Further, this case involves common questions of fact and law. "A common question is one that can be resolved for each class member in a single hearing. . . . A question is not common, by contrast, if its resolution "turns on a consideration of the individual circumstances of each class member." Thorn v. Jefferson-Pilot Life Ins. Co., 445 F.3d 311, 319 (4th Cir. 2006). Here, by definition, each putative class member received a dunning letter containing the same Verification Notice. Cf. Talbott v. GC Svcs. Ltd. P'ship, 191 F.R.D. 99, 103 (W.D. Va. 2000) ("Mailing a standardized collection letter satisfies commonality and has been the basis for certification in similar cases."). The sole and dispositive legal question is whether that Verification Notice violates the FDCPA.

The FDCPA is a strict liability statute — it focuses on a debt collector's misconduct, and not the unique extent of each debtor's harm. See United States v. Nat'l Fin. Servs., 98 F.3d 131, 139 (4th Cir. 1996). Therefore, Defendants' conduct towards each class member was equally improper — or proper. Cf. Morgan v. Credit Adjustment Bd., 999 F. Supp. 803, 805 (E.D. Va. 1998) (holding that FDCPA liability does not require showing that consumer read or received the dunning letter). That is, if the Verification Notice was unlawful as to one, then it was unlawful as to all. Thus, this case presents a "question[] of law applicable in the same manner to each member of these class." Califano v. Yamasaki, 442 U.S. 682, 701 (1979).

By the same reasoning, Plaintiffs "possess the same interest and suffer[ed] the same injury as the [potential] class members." Gen.

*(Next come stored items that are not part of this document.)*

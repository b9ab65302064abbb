use chrono::Utc;
use sqlx::SqlitePool;

use super::SqliteInitError;

/// Runs the schema migrations for the local response store.
///
/// Version 1 creates `sheets` (one row per named sheet, with its header) and
/// `sheet_rows` (appended responses, typed per column).
pub async fn run_migrations(pool: &SqlitePool) -> Result<(), SqliteInitError> {
    async fn is_applied(pool: &SqlitePool, version: i64) -> Result<bool, sqlx::Error> {
        let row = sqlx::query("SELECT 1 FROM schema_migrations WHERE version = ?1")
            .bind(version)
            .fetch_optional(pool)
            .await?;
        Ok(row.is_some())
    }

    sqlx::query(
        r"
            CREATE TABLE IF NOT EXISTS schema_migrations (
                version INTEGER PRIMARY KEY,
                applied_at TEXT NOT NULL
            );
            ",
    )
    .execute(pool)
    .await?;

    if !is_applied(pool, 1).await? {
        let mut tx = pool.begin().await?;

        sqlx::query(
            r"
                CREATE TABLE IF NOT EXISTS sheets (
                    id INTEGER PRIMARY KEY,
                    title TEXT NOT NULL UNIQUE,
                    header TEXT NOT NULL,
                    created_at TEXT NOT NULL
                );
            ",
        )
        .execute(&mut *tx)
        .await?;

        sqlx::query(
            r"
                CREATE TABLE IF NOT EXISTS sheet_rows (
                    id INTEGER PRIMARY KEY,
                    sheet_id INTEGER NOT NULL,
                    ts_iso TEXT NOT NULL,
                    participant TEXT NOT NULL,
                    q_index INTEGER NOT NULL,
                    qid TEXT NOT NULL,
                    question TEXT NOT NULL,
                    model_answer TEXT NOT NULL,
                    accuracy INTEGER NOT NULL,
                    completeness INTEGER NOT NULL,
                    usefulness INTEGER NOT NULL,
                    style_tone INTEGER NOT NULL,
                    comment TEXT NOT NULL DEFAULT '',
                    FOREIGN KEY (sheet_id) REFERENCES sheets(id) ON DELETE CASCADE
                );
            ",
        )
        .execute(&mut *tx)
        .await?;

        sqlx::query(
            r"
                CREATE INDEX IF NOT EXISTS idx_sheet_rows_sheet_participant
                    ON sheet_rows (sheet_id, participant);
            ",
        )
        .execute(&mut *tx)
        .await?;

        sqlx::query(
            r"
                INSERT INTO schema_migrations (version, applied_at)
                VALUES (?1, ?2)
                ON CONFLICT(version) DO NOTHING
            ",
        )
        .bind(1_i64)
        .bind(Utc::now())
        .execute(&mut *tx)
        .await?;

        tx.commit().await?;
    }

    Ok(())
}
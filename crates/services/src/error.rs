//! Shared error types for the services crate.

use thiserror::Error;

use storage::QuestionSourceError;
use storage::repository::StorageError;
use storage::sqlite::SqliteInitError;
use survey_core::model::ValidationError;

/// Errors emitted by `SurveySession`.
#[derive(Debug, Error)]
#[non_exhaustive]
pub enum SessionError {
    #[error("enter your name to begin")]
    NoParticipant,
    #[error("survey already completed")]
    Completed,
    #[error(transparent)]
    Validation(#[from] ValidationError),
    #[error(transparent)]
    Storage(#[from] StorageError),
}

/// Errors emitted while loading settings.
#[derive(Debug, Error)]
#[non_exhaustive]
pub enum SettingsError {
    #[error("invalid configuration: {0}")]
    Config(#[from] config::ConfigError),
    #[error("missing secret `{0}`")]
    Missing(&'static str),
    #[error("invalid value for `{key}`: {reason}")]
    Invalid { key: &'static str, reason: String },
}

/// Errors emitted while bootstrapping app services.
#[derive(Debug, Error)]
#[non_exhaustive]
pub enum AppServicesError {
    #[error(transparent)]
    Settings(#[from] SettingsError),
    #[error(transparent)]
    Questions(#[from] QuestionSourceError),
    #[error(transparent)]
    Sqlite(#[from] SqliteInitError),
    #[error(transparent)]
    Storage(#[from] StorageError),
}
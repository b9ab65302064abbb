use std::collections::BTreeSet;

use survey_core::model::{Question, QuestionIndex};

use super::progress::SessionProgress;

/// Lowest-indexed question not yet answered; `None` once everything is.
#[must_use]
pub fn next_question<'a>(
    questions: &'a [Question],
    answered: &BTreeSet<QuestionIndex>,
) -> Option<&'a Question> {
    questions
        .iter()
        .filter(|q| !answered.contains(&q.sequence_index))
        .min_by_key(|q| q.sequence_index)
}

/// Progress over the loaded question set; stray answered indices are not counted.
#[must_use]
pub fn progress_for(questions: &[Question], answered: &BTreeSet<QuestionIndex>) -> SessionProgress {
    let total = questions.len();
    let answered = questions
        .iter()
        .filter(|q| answered.contains(&q.sequence_index))
        .count();
    let remaining = total.saturating_sub(answered);
    SessionProgress {
        total,
        answered,
        remaining,
        is_complete: remaining == 0,
    }
}
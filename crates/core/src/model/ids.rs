use serde::{Deserialize, Serialize};
use std::fmt;
use std::num::NonZeroU32;

/// 1-based position of a question in the loaded question table.
///
/// Assigned at load time; only stable for the lifetime of one load.
#[derive(Clone, Copy, PartialEq, Eq, Hash, PartialOrd, Ord, Serialize, Deserialize)]
pub struct QuestionIndex(NonZeroU32);

impl QuestionIndex {
    /// Creates a new `QuestionIndex`, or `None` for zero.
    #[must_use]
    pub fn new(index: u32) -> Option<Self> {
        NonZeroU32::new(index).map(Self)
    }

    /// Returns the underlying value (always >= 1).
    #[must_use]
    pub fn value(&self) -> u32 {
        self.0.get()
    }

    /// Parses a stored index cell.
    ///
    /// Cells may carry a spreadsheet's numeric formatting, so `"3"` and `"3.0"`
    /// are both accepted and fractions are truncated toward zero. Empty,
    /// non-numeric, non-finite and sub-1 values yield `None`.
    #[must_use]
    pub fn parse_cell(raw: &str) -> Option<Self> {
        let raw = raw.trim();
        if raw.is_empty() {
            return None;
        }
        if let Ok(value) = raw.parse::<u32>() {
            return Self::new(value);
        }
        let value = raw.parse::<f64>().ok()?;
        if !value.is_finite() || value < 1.0 || value > f64::from(u32::MAX) {
            return None;
        }
        // Range checked above.
        #[allow(clippy::cast_possible_truncation, clippy::cast_sign_loss)]
        let truncated = value.trunc() as u32;
        Self::new(truncated)
    }
}

impl fmt::Debug for QuestionIndex {
    fn fmt(&self, f: &mut fmt::Formatter<'_>) -> fmt::Result {
        write!(f, "QuestionIndex({})", self.0)
    }
}

impl fmt::Display for QuestionIndex {
    fn fmt(&self, f: &mut fmt::Formatter<'_>) -> fmt::Result {
        write!(f, "{}", self.0)
    }
}
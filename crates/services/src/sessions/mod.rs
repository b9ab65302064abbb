mod plan;
mod progress;
mod service;

// Public API of the session subsystem.
pub use crate::error::SessionError;
pub use plan::{next_question, progress_for};
pub use progress::SessionProgress;
pub use service::{SessionState, SubmitOutcome, SurveySession};
//! OAuth2 access tokens for the Sheets API.
//!
//! Service-account keys are exchanged for short-lived bearer tokens with the
//! JWT-bearer grant; tokens are cached until shortly before they expire.

use std::fmt;

use chrono::{DateTime, Duration, Utc};
use jsonwebtoken::{Algorithm, EncodingKey, Header};
use reqwest::Client;
use serde::{Deserialize, Serialize};
use tokio::sync::Mutex;

use crate::repository::StorageError;

const SCOPES: &str =
    "https://www.googleapis.com/auth/spreadsheets https://www.googleapis.com/auth/drive";
const JWT_BEARER_GRANT: &str = "urn:ietf:params:oauth:grant-type:jwt-bearer";
const ASSERTION_LIFETIME_SECS: i64 = 3600;
const REFRESH_MARGIN_SECS: i64 = 60;

fn default_token_uri() -> String {
    "https://oauth2.googleapis.com/token".into()
}

/// Service-account key as downloaded from the cloud console.
#[derive(Clone, Deserialize)]
pub struct ServiceAccountKey {
    #[serde(rename = "type", default)]
    pub key_type: Option<String>,
    #[serde(default)]
    pub project_id: Option<String>,
    #[serde(default)]
    pub private_key_id: Option<String>,
    pub private_key: String,
    pub client_email: String,
    #[serde(default = "default_token_uri")]
    pub token_uri: String,
}

impl fmt::Debug for ServiceAccountKey {
    fn fmt(&self, f: &mut fmt::Formatter<'_>) -> fmt::Result {
        f.debug_struct("ServiceAccountKey")
            .field("client_email", &self.client_email)
            .field("private_key_id", &self.private_key_id)
            .field("token_uri", &self.token_uri)
            .field("private_key", &"<redacted>")
            .finish_non_exhaustive()
    }
}

/// How requests to the Sheets API are authorized.
#[derive(Clone)]
pub enum Credentials {
    ServiceAccount(ServiceAccountKey),
    /// A token obtained elsewhere, used as is.
    Bearer(String),
}

impl fmt::Debug for Credentials {
    fn fmt(&self, f: &mut fmt::Formatter<'_>) -> fmt::Result {
        match self {
            Credentials::ServiceAccount(key) => f.debug_tuple("ServiceAccount").field(key).finish(),
            Credentials::Bearer(_) => f.write_str("Bearer(<redacted>)"),
        }
    }
}

#[derive(Debug, Serialize)]
struct Claims<'a> {
    iss: &'a str,
    scope: &'a str,
    aud: &'a str,
    iat: i64,
    exp: i64,
}

#[derive(Debug, Deserialize)]
struct TokenResponse {
    access_token: String,
    #[serde(default)]
    expires_in: Option<i64>,
}

struct CachedToken {
    value: String,
    refresh_at: DateTime<Utc>,
}

pub(crate) struct Authenticator {
    http: Client,
    credentials: Credentials,
    cached: Mutex<Option<CachedToken>>,
}

impl Authenticator {
    pub(crate) fn new(http: Client, credentials: Credentials) -> Self {
        Self {
            http,
            credentials,
            cached: Mutex::new(None),
        }
    }

    /// Returns a bearer token, exchanging the service-account key when the cached one is stale.
    pub(crate) async fn access_token(&self) -> Result<String, StorageError> {
        let key = match &self.credentials {
            Credentials::Bearer(token) => return Ok(token.clone()),
            Credentials::ServiceAccount(key) => key,
        };

        let mut cached = self.cached.lock().await;
        let now = Utc::now();
        if let Some(token) = cached.as_ref().filter(|t| t.refresh_at > now) {
            return Ok(token.value.clone());
        }

        let assertion = sign_assertion(key, now)?;
        tracing::debug!(client_email = %key.client_email, "requesting access token");
        let response = self
            .http
            .post(&key.token_uri)
            .form(&[("grant_type", JWT_BEARER_GRANT), ("assertion", assertion.as_str())])
            .send()
            .await
            .map_err(|e| StorageError::Connection(e.to_string()))?;

        let status = response.status();
        if status.as_u16() == 429 {
            return Err(StorageError::RateLimited);
        }
        if status.is_server_error() {
            return Err(StorageError::Unavailable(format!("token endpoint returned {status}")));
        }
        if !status.is_success() {
            let body = response.text().await.unwrap_or_default();
            return Err(StorageError::Auth(format!("token endpoint returned {status}: {body}")));
        }

        let body: TokenResponse = response
            .json()
            .await
            .map_err(|e| StorageError::Auth(e.to_string()))?;
        let lifetime = body.expires_in.unwrap_or(ASSERTION_LIFETIME_SECS);
        *cached = Some(CachedToken {
            value: body.access_token.clone(),
            refresh_at: now + Duration::seconds((lifetime - REFRESH_MARGIN_SECS).max(0)),
        });
        Ok(body.access_token)
    }
}

fn sign_assertion(key: &ServiceAccountKey, now: DateTime<Utc>) -> Result<String, StorageError> {
    let iat = now.timestamp();
    let claims = Claims {
        iss: &key.client_email,
        scope: SCOPES,
        aud: &key.token_uri,
        iat,
        exp: iat + ASSERTION_LIFETIME_SECS,
    };
    let mut header = Header::new(Algorithm::RS256);
    header.kid.clone_from(&key.private_key_id);

    // Keys pasted into TOML/env often carry literal `\n` sequences.
    let pem = key.private_key.replace("\\n", "\n");
    let encoding_key = EncodingKey::from_rsa_pem(pem.as_bytes())
        .map_err(|e| StorageError::Auth(format!("invalid service account key: {e}")))?;
    jsonwebtoken::encode(&header, &claims, &encoding_key)
        .map_err(|e| StorageError::Auth(format!("cannot sign assertion: {e}")))
}
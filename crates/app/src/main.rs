mod download;
mod form;
mod logging;

use std::io::{self, BufReader};
use std::path::{Path, PathBuf};

use services::{AppServices, Clock, Settings, StoreSettings};

use crate::form::Form;

async fn run() -> Result<(), Box<dyn std::error::Error>> {
    let settings = Settings::load()?;

    // Create the SQLite file up front. Keep this in the binary glue so services stay pure.
    if let StoreSettings::Sqlite { database_url } = &settings.store {
        prepare_sqlite_file(database_url)?;
    }

    let services = AppServices::from_settings(&settings, Clock::default_clock()).await?;
    tracing::info!(
        questions = services.questions().len(),
        sheet = services.response_store().sheet_title(),
        "survey ready"
    );

    let download_dir = std::env::current_dir().unwrap_or_else(|_| PathBuf::from("."));
    let mut session = services.new_session();
    Form::new(BufReader::new(io::stdin()), io::stdout(), download_dir)
        .run(&mut session)
        .await?;
    Ok(())
}

fn prepare_sqlite_file(db_url: &str) -> Result<(), Box<dyn std::error::Error>> {
    if db_url == "sqlite::memory:" || db_url.contains("mode=memory") {
        return Ok(());
    }

    let invalid = || io::Error::new(io::ErrorKind::InvalidInput, format!("invalid database_url: {db_url}"));
    let path = db_url
        .strip_prefix("sqlite://")
        .or_else(|| db_url.strip_prefix("sqlite:"))
        .ok_or_else(invalid)?;
    let path = path.split('?').next().unwrap_or(path);
    if path.is_empty() {
        return Err(invalid().into());
    }

    let path = Path::new(path);
    if let Some(parent) = path.parent() {
        std::fs::create_dir_all(parent)?;
    }

    if !path.exists() {
        std::fs::OpenOptions::new()
            .create(true)
            .write(true)
            .truncate(false)
            .open(path)?;
    }

    Ok(())
}

#[tokio::main]
async fn main() {
    logging::init();
    if let Err(err) = run().await {
        // At this layer (binary glue), printing once is fine.
        tracing::error!(error = %err, "survey stopped");
        eprintln!("{err}");
        std::process::exit(2);
    }
}

#[cfg(test)]
mod tests {
    use super::*;

    #[test]
    fn sqlite_file_and_parent_dirs_are_created() {
        let dir = tempfile::tempdir().unwrap();
        let db = dir.path().join("nested").join("survey.sqlite3");
        prepare_sqlite_file(&format!("sqlite://{}", db.display())).unwrap();
        assert!(db.exists());
    }

    #[test]
    fn in_memory_urls_are_left_alone() {
        prepare_sqlite_file("sqlite::memory:").unwrap();
        prepare_sqlite_file("sqlite:file:x?mode=memory&cache=shared").unwrap();
    }

    #[test]
    fn non_sqlite_url_is_rejected() {
        assert!(prepare_sqlite_file("postgres://localhost/db").is_err());
    }
}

Tel. Co. ofSw. v. Falcon, 457 U.S. 147, 156 (1982). The Fourth Circuit has explained that an assessment of typicality requires "a comparison of the plaintiffs' claims or defenses with those of the absent class members." Deiter v. Microsoft Corp., 436 F.3d 461, 467 (4th Cir. 2006). Here, since they stem from the same operative facts and give rise to the same entitlement to relief, the Plaintiffs' and class members' claims are sufficiently "interrelated that the interest of the class members will be fairly and adequately protected in their absence." Id. at 157 n. 13. Accordingly, the Court is satisfied as to typicality.

Finally, given the nexus and lack of potential conflict between their claims and those of the putative class, Plaintiffs are adequate representatives. See Lienhart v. Dryvit Sys., Inc., 255 F.3d 138, 147 (4th Cir. 2001) ("[T]he final three requirements of Rule 23(a) tend to merge, with commonality and typicality serving as guideposts for determining . . . whether the named plaintiffs claim and the class claims are so interrelated that the interests of the class members will be fairly and adequately protected in their absence.") (internal citations and quotations omitted).

Although unfit counsel may render a named plaintiffs representation inadequate, the Court finds no reason here to deem class counsel unqualified to prosecute this case. Indeed, a number of sister courts have found Mr. Bragg and Mr. Pittman to be competent in class litigation. See, e.g., Talbott v. GC Svcs., Ltd. P'ship., 191 F.R.D. 99,105 (W.D. Va. 2000) (discussing Mr. Pittman and Mr. Bragg); Jones v. Vest, No. 3:00cv287, 2000 U.S. Dist. LEXIS 19026, at *12 (E.D. Va. Dec. 27, 2000).

Having found that the putative class comports with the demands of Rule 23(a), the Court turns to Rule 23(b). The parties assert, and this Court agrees, that this matter satisfies the predominance and superiority criteria of Rule 23(b)(3). The predominance inquiry "tests whether proposed classes are sufficiently cohesive to warrant adjudication by representation." Amchem Prods., Inc., 521 U.S. at 623. Superiority "requires that a class action be superior to other methods for the fair and efficient adjudication of the controversy." Lienhart, 255 F.3d at 147. As described by the Supreme Court, Rule 23(b)(3) allows for class action treatment that "is not clearly called for," but "may nevertheless be convenient and desirable." Amchem Prods., Inc., 521 U.S. at 615. This is such a case.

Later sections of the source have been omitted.